Among those interred in the cemetery are two of Nashville's founders, four Confederate generals, one Tennessee Governor, and twenty-two mayors of Nashville. Also buried there are numerous soldiers, schoolteachers, former slaves, early civic leaders, and other interesting citizens of Nashville. Sea Captain William Driver, who coined the name "Old Glory" for his ship's U.S. Flag and hid that famous flag during the Civil War, is buried here. By 2017, the cemetery included the tombs of approximately 22,000 people, 6,000 of which were African Americans. On March 4, 2017, Elias Polk and Matilda Polk, who were enslaved by President James K. Polk, had their tombstones replaced as part of an effort to recognize more African-Americans buried at the cemetery.

Nashville City Cemetery is located near downtown Nashville at 1001 4th Avenue South.

==Notable buried==
- Lt. Lipscomb Norvell – Revolutionary War Soldier and father of US Senator John Norvell.
- Samuel R. Anderson – Confederate brigadier general in the Civil War.
- Gen. Felix Kirk Zollicoffer – Confederate general, U.S. Congressman, journalist, Tennessee militiaman.
- Washington Barrow – U.S. Charges d'Affaires to Portugal; U.S. Congressman from 1847 to 1849.
- William Carroll – Governor of Tennessee from 1821 to 1827 and again from 1829 to 1835.
- Thomas Claiborne – U.S. Congressional Representative from 1817 to 1819.
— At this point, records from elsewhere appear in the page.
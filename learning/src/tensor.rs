use std::fmt::{self, Display};

use ndarray::{ArrayD, ArrayViewD};
use serde::{Deserialize, Serialize};

use crate::{MlErr, Result};

/// The element type of a tensor.
#[derive(Debug, Clone, Copy, PartialEq, Eq, Serialize, Deserialize)]
#[serde(rename_all = "snake_case")]
pub enum DType {
    F32,
    I64,
}

impl Display for DType {
    fn fmt(&self, f: &mut fmt::Formatter<'_>) -> fmt::Result {
        match self {
            DType::F32 => write!(f, "f32"),
            DType::I64 => write!(f, "i64"),
        }
    }
}

/// The type and shape of a tensor, `None` dimensions are unknown (usually the batch one).
#[derive(Debug, Clone, PartialEq, Eq, Serialize, Deserialize)]
pub struct TensorSpec {
    pub dtype: DType,
    pub shape: Vec<Option<usize>>,
}

impl TensorSpec {
    /// Creates a new `TensorSpec`.
    ///
    /// # Arguments
    /// * `dtype` - The element type.
    /// * `shape` - The dimensions, `None` for the unknown ones.
    ///
    /// # Returns
    /// A new `TensorSpec` instance.
    pub fn new<I>(dtype: DType, shape: I) -> Self
    where
        I: IntoIterator<Item = Option<usize>>,
    {
        Self {
            dtype,
            shape: shape.into_iter().collect(),
        }
    }

    /// Whether or not a concrete tensor with the given spec could be fed where this spec is
    /// expected.
    pub fn is_compatible_with(&self, other: &TensorSpec) -> bool {
        self.dtype == other.dtype
            && self.shape.len() == other.shape.len()
            && self
                .shape
                .iter()
                .zip(&other.shape)
                .all(|(a, b)| a.is_none() || b.is_none() || a == b)
    }

    /// Checks a tensor against this spec.
    ///
    /// # Arguments
    /// * `what` - The name of the checked tensor, used for error reporting.
    /// * `tensor` - The tensor to check.
    ///
    /// # Returns
    /// An error if the tensor does not conform.
    pub fn check(&self, what: &'static str, tensor: &Tensor) -> Result<()> {
        let got = tensor.spec();
        if !self.is_compatible_with(&got) {
            return Err(MlErr::SpecMismatch {
                what,
                got,
                expected: self.clone(),
            });
        }

        Ok(())
    }
}

impl Display for TensorSpec {
    fn fmt(&self, f: &mut fmt::Formatter<'_>) -> fmt::Result {
        let dims: Vec<String> = self
            .shape
            .iter()
            .map(|d| d.map_or_else(|| "?".to_string(), |d| d.to_string()))
            .collect();

        write!(f, "{}[{}]", self.dtype, dims.join(", "))
    }
}

/// The spec of a single dataset element: the model's input and its labels.
#[derive(Debug, Clone, PartialEq, Eq, Serialize, Deserialize)]
pub struct ElementSpec {
    pub x: TensorSpec,
    pub y: TensorSpec,
}

impl ElementSpec {
    /// Checks both halves of a batch against this spec.
    pub fn check(&self, batch: &Batch) -> Result<()> {
        self.x.check("input", &batch.x)?;
        self.y.check("labels", &batch.y)
    }
}

/// A dense n-dimensional tensor of one of the supported element types.
#[derive(Debug, Clone, PartialEq)]
pub enum Tensor {
    F32(ArrayD<f32>),
    I64(ArrayD<i64>),
}

impl Tensor {
    pub fn dtype(&self) -> DType {
        match self {
            Tensor::F32(_) => DType::F32,
            Tensor::I64(_) => DType::I64,
        }
    }

    pub fn shape(&self) -> &[usize] {
        match self {
            Tensor::F32(a) => a.shape(),
            Tensor::I64(a) => a.shape(),
        }
    }

    /// Returns the amount of elements in the tensor.
    pub fn len(&self) -> usize {
        self.shape().iter().product()
    }

    pub fn is_empty(&self) -> bool {
        self.len() == 0
    }

    /// Returns the fully known spec of this tensor.
    pub fn spec(&self) -> TensorSpec {
        TensorSpec::new(self.dtype(), self.shape().iter().map(|&d| Some(d)))
    }

    pub fn as_f32(&self) -> Option<ArrayViewD<'_, f32>> {
        match self {
            Tensor::F32(a) => Some(a.view()),
            Tensor::I64(_) => None,
        }
    }

    pub fn as_i64(&self) -> Option<ArrayViewD<'_, i64>> {
        match self {
            Tensor::I64(a) => Some(a.view()),
            Tensor::F32(_) => None,
        }
    }
}

impl From<ArrayD<f32>> for Tensor {
    fn from(value: ArrayD<f32>) -> Self {
        Self::F32(value)
    }
}

impl From<ArrayD<i64>> for Tensor {
    fn from(value: ArrayD<i64>) -> Self {
        Self::I64(value)
    }
}

/// A batch of examples, the leading dimension of both tensors is the batch dimension.
#[derive(Debug, Clone, PartialEq)]
pub struct Batch {
    pub x: Tensor,
    pub y: Tensor,
}

impl Batch {
    pub fn new(x: impl Into<Tensor>, y: impl Into<Tensor>) -> Self {
        Self {
            x: x.into(),
            y: y.into(),
        }
    }

    /// Returns the amount of examples in this batch.
    pub fn num_examples(&self) -> usize {
        self.x.shape().first().copied().unwrap_or(0)
    }
}
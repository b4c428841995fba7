use ndarray::ArrayD;
use serde::{Deserialize, Serialize};

use super::ModelWeights;
use crate::{Result, tensor::Tensor};

/// The supported model architectures, each one carrying the parameters it is built with.
#[derive(Debug, Clone, Copy, PartialEq, Eq, Serialize, Deserialize)]
#[serde(rename_all = "snake_case")]
pub enum Architecture {
    /// Two convolutions, max pooling, dropout and two dense layers over 28x28 images.
    ConvDropout { num_classes: usize },
    /// Two densely connected hidden layers over flattened 28x28 images.
    TwoHiddenLayer {
        num_classes: usize,
        hidden_units: usize,
    },
    /// Character embedding followed by stacked LSTMs predicting the next token at every step.
    Recurrent {
        vocab_size: usize,
        sequence_length: usize,
        embedding_dim: usize,
        lstm_units: usize,
    },
}

impl Architecture {
    /// Returns the amount of classes the network scores on its last axis.
    pub fn num_classes(&self) -> usize {
        match *self {
            Architecture::ConvDropout { num_classes } => num_classes,
            Architecture::TwoHiddenLayer { num_classes, .. } => num_classes,
            Architecture::Recurrent { vocab_size, .. } => vocab_size,
        }
    }
}

/// An untrained neural network.
pub trait Network: Send {
    /// Returns a copy of the network's current weights.
    fn weights(&self) -> ModelWeights;

    /// Replaces the network's weights.
    ///
    /// # Arguments
    /// * `weights` - The new weights, in the same layout `weights` returns them.
    fn assign_weights(&mut self, weights: &ModelWeights) -> Result<()>;

    /// Makes a forward pass through the network.
    ///
    /// # Arguments
    /// * `x` - The input batch.
    ///
    /// # Returns
    /// The class scores for every input position, classes on the last axis.
    fn predict(&mut self, x: &Tensor) -> Result<ArrayD<f32>>;
}

/// Builds untrained networks.
pub trait NetworkProvider: Send + Sync {
    /// Builds a fresh network following the given architecture.
    fn build(&self, architecture: &Architecture) -> Result<Box<dyn Network>>;
}
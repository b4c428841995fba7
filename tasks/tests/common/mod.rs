#![allow(dead_code)]

use std::{
    collections::BTreeMap,
    num::NonZeroUsize,
    sync::{
        Arc, Mutex,
        atomic::{AtomicUsize, Ordering},
    },
};

use datasets::{
    EmnistDatasets, EmnistExample, LeafEmnist, LeafShakespeare, RawClientData,
    ShakespeareDatasets, ShakespeareExample, emnist::NUM_PIXELS,
};
use learning::{
    ClientData, ClientWeightFn, Dataset, IterativeProcess, IterativeProcessBuilder, Metrics,
    ModelFactory, Result, ServerState, Tensor,
    arch::{Architecture, ModelWeights, Network, NetworkProvider},
};
use ndarray::{Array, ArrayD, Axis, IxDyn, array};
use tasks::TaskSpec;

pub fn init_logger() {
    let _ = env_logger::builder().is_test(true).try_init();
}

pub fn nz(n: usize) -> NonZeroUsize {
    NonZeroUsize::new(n).unwrap()
}

/// Scores the class stored in its single weight higher than every other class.
pub struct FavoringNetwork {
    num_classes: usize,
    class: usize,
}

impl Network for FavoringNetwork {
    fn weights(&self) -> ModelWeights {
        ModelWeights::new(vec![array![self.class as f32].into_dyn()], vec![])
    }

    fn assign_weights(&mut self, weights: &ModelWeights) -> Result<()> {
        self.class = weights.trainable[0].iter().next().copied().unwrap_or(0.0) as usize;
        Ok(())
    }

    fn predict(&mut self, x: &Tensor) -> Result<ArrayD<f32>> {
        // images score once per example, token sequences once per position
        let mut shape = match x {
            Tensor::F32(_) => vec![x.shape()[0]],
            Tensor::I64(_) => x.shape().to_vec(),
        };
        shape.push(self.num_classes);

        let last = Axis(shape.len() - 1);
        let mut out = Array::zeros(IxDyn(&shape));
        out.index_axis_mut(last, self.class).fill(1.0);
        Ok(out)
    }
}

/// Builds favoring networks and records every architecture it is asked for.
#[derive(Default)]
pub struct RecordingProvider {
    pub built: Mutex<Vec<Architecture>>,
}

impl RecordingProvider {
    pub fn built(&self) -> Vec<Architecture> {
        self.built.lock().unwrap().clone()
    }
}

impl NetworkProvider for RecordingProvider {
    fn build(&self, architecture: &Architecture) -> Result<Box<dyn Network>> {
        self.built.lock().unwrap().push(*architecture);
        Ok(Box::new(FavoringNetwork {
            num_classes: architecture.num_classes(),
            class: 0,
        }))
    }
}

/// What a `RecordingBuilder` was built with.
#[derive(Debug, Clone)]
pub struct BuildCall {
    pub model_fn: ModelFactory,
    pub client_weight_fn: Option<ClientWeightFn>,
}

/// Records every build call and hands out `SummingProcess`es.
#[derive(Default)]
pub struct RecordingBuilder {
    pub calls: Mutex<Vec<BuildCall>>,
}

impl RecordingBuilder {
    pub fn calls(&self) -> Vec<BuildCall> {
        self.calls.lock().unwrap().clone()
    }
}

impl IterativeProcessBuilder for RecordingBuilder {
    fn build(
        &self,
        model_fn: ModelFactory,
        client_weight_fn: Option<ClientWeightFn>,
    ) -> Result<Box<dyn IterativeProcess>> {
        self.calls.lock().unwrap().push(BuildCall {
            model_fn: model_fn.clone(),
            client_weight_fn,
        });
        Ok(Box::new(SummingProcess {
            model_fn,
            client_weight_fn,
        }))
    }
}

/// Runs every client's data through the model without training and reports the summed client
/// weights.
pub struct SummingProcess {
    model_fn: ModelFactory,
    client_weight_fn: Option<ClientWeightFn>,
}

impl IterativeProcess for SummingProcess {
    fn initialize(&self) -> Result<ServerState> {
        Ok(ServerState {
            model: self.model_fn.build()?.weights(),
            round_num: 0,
        })
    }

    fn next(
        &mut self,
        state: ServerState,
        client_datasets: &[Dataset],
    ) -> Result<(ServerState, Metrics)> {
        let mut model = self.model_fn.build()?;
        model.assign_weights(&state.model)?;

        let mut total_weight = 0.0;
        for dataset in client_datasets {
            // each client reports only its own outputs
            model.reset_metrics();
            for batch in dataset.batches() {
                model.forward_pass(batch)?;
            }

            total_weight += match self.client_weight_fn {
                Some(weight_fn) => weight_fn(&model.report_local_outputs())?,
                None => dataset.num_examples() as f32,
            };
        }

        let metrics = Metrics::from([
            ("clients".to_string(), client_datasets.len() as f64),
            ("total_weight".to_string(), f64::from(total_weight)),
        ]);
        let state = ServerState {
            round_num: state.round_num + 1,
            ..state
        };
        Ok((state, metrics))
    }
}

pub fn task_spec(builder: Arc<RecordingBuilder>, seed: Option<u64>) -> TaskSpec {
    TaskSpec {
        client_batch_size: nz(2),
        client_epochs_per_round: nz(1),
        clients_per_round: nz(2),
        client_datasets_random_seed: seed,
        iterative_process_builder: builder,
    }
}

pub fn favoring(class: usize) -> ModelWeights {
    ModelWeights::new(vec![array![class as f32].into_dyn()], vec![])
}

/// Delegates to real datasets and counts every call it serves.
pub struct CountingDatasets<D> {
    inner: D,
    pub calls: AtomicUsize,
}

impl<D> CountingDatasets<D> {
    pub fn new(inner: D) -> Self {
        Self {
            inner,
            calls: AtomicUsize::new(0),
        }
    }

    pub fn calls(&self) -> usize {
        self.calls.load(Ordering::SeqCst)
    }
}

impl<D: EmnistDatasets> EmnistDatasets for CountingDatasets<D> {
    fn federated_train(
        &self,
        batch_size: NonZeroUsize,
        epochs: NonZeroUsize,
        only_digits: bool,
    ) -> datasets::Result<Arc<dyn ClientData>> {
        self.calls.fetch_add(1, Ordering::SeqCst);
        self.inner.federated_train(batch_size, epochs, only_digits)
    }

    fn centralized_test(&self, only_digits: bool) -> datasets::Result<Dataset> {
        self.calls.fetch_add(1, Ordering::SeqCst);
        self.inner.centralized_test(only_digits)
    }
}

impl<D: ShakespeareDatasets> ShakespeareDatasets for CountingDatasets<D> {
    fn federated_train(
        &self,
        batch_size: NonZeroUsize,
        epochs: NonZeroUsize,
        sequence_length: NonZeroUsize,
    ) -> datasets::Result<Arc<dyn ClientData>> {
        self.calls.fetch_add(1, Ordering::SeqCst);
        self.inner
            .federated_train(batch_size, epochs, sequence_length)
    }

    fn centralized_test(&self, sequence_length: NonZeroUsize) -> datasets::Result<Dataset> {
        self.calls.fetch_add(1, Ordering::SeqCst);
        self.inner.centralized_test(sequence_length)
    }
}

/// EMNIST clients `f0..f{num_clients}`, the i-th holding `i + 1` examples labelled `i`.
pub fn emnist(num_clients: usize) -> CountingDatasets<LeafEmnist> {
    let clients = |labels: std::ops::Range<i64>| {
        let clients = labels
            .map(|label| {
                let examples: Vec<EmnistExample> = (0..=label)
                    .map(|_| EmnistExample {
                        pixels: vec![0.5; NUM_PIXELS],
                        label,
                    })
                    .collect();
                (format!("f{label}"), examples)
            })
            .collect::<BTreeMap<_, _>>();
        RawClientData::new(clients)
    };

    let emnist =
        LeafEmnist::new(clients(0..num_clients as i64), clients(0..3)).with_shuffle_seed(0);
    CountingDatasets::new(emnist)
}

fn speakers(lines: Vec<(&str, Vec<&str>)>) -> RawClientData<ShakespeareExample> {
    RawClientData::new(
        lines
            .into_iter()
            .map(|(speaker, lines)| {
                let lines: Vec<ShakespeareExample> =
                    lines.into_iter().map(ShakespeareExample::new).collect();
                (speaker.to_string(), lines)
            })
            .collect(),
    )
}

/// Shakespeare characters, each speaking a few short lines.
pub fn shakespeare() -> CountingDatasets<LeafShakespeare> {
    let train = speakers(vec![
        ("HAMLET", vec!["To be, or not to be", "that is the question"]),
        ("OPHELIA", vec!["Good my lord"]),
        ("POLONIUS", vec!["Though this be madness", "yet there is method in't"]),
    ]);
    let test = speakers(vec![(
        "HORATIO",
        vec!["So have I heard and do in part believe it"],
    )]);

    CountingDatasets::new(LeafShakespeare::new(train, test).with_shuffle_seed(0))
}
- Charles Dickinson – Killed by Andrew Jackson in 1806 duel.
- William Driver – Coined the name Old Glory for the U.S. flag in 1831.
- Richard S. Ewell – Civil War Confederate General, corps commander, Army of Northern Virginia.
- Francis Fogg – Developed Nashville's public school system in 1852.
- Harlan Howard – Prolific American songwriter, principally in country music.
- Mabel Imes and Ella Sheppard – two of the original Fisk Jubilee Singers.
- John Patton Erwin – Mayor of Nashville from 1821 to 1822, and from 1834 to 1835.
- Alexander Porter – U.S. Senator who represented Louisiana.
- Felix Robertson – Mayor of Nashville from 1818 to 1819, and from 1827 to 1829.
- Anne Robertson Johnson Cockrill – pioneer.
- James Robertson and his wife, Charlotte Robertson – two of the founders of Nashville (then called Fort Nashborough)
- Wilkins F. Tannehill – Mayor of Nashville from 1825 to 1827.
- Charles Clay Trabue – Member of the Missouri House of Representatives from 1824 to 1828 and Mayor of Nashville from 1839 to 1841.
- Ben West – 62nd Mayor of Nashville from 1951 to 1963.
- Elias Polk – Enslaved body servant to James K. Polk and later political activist.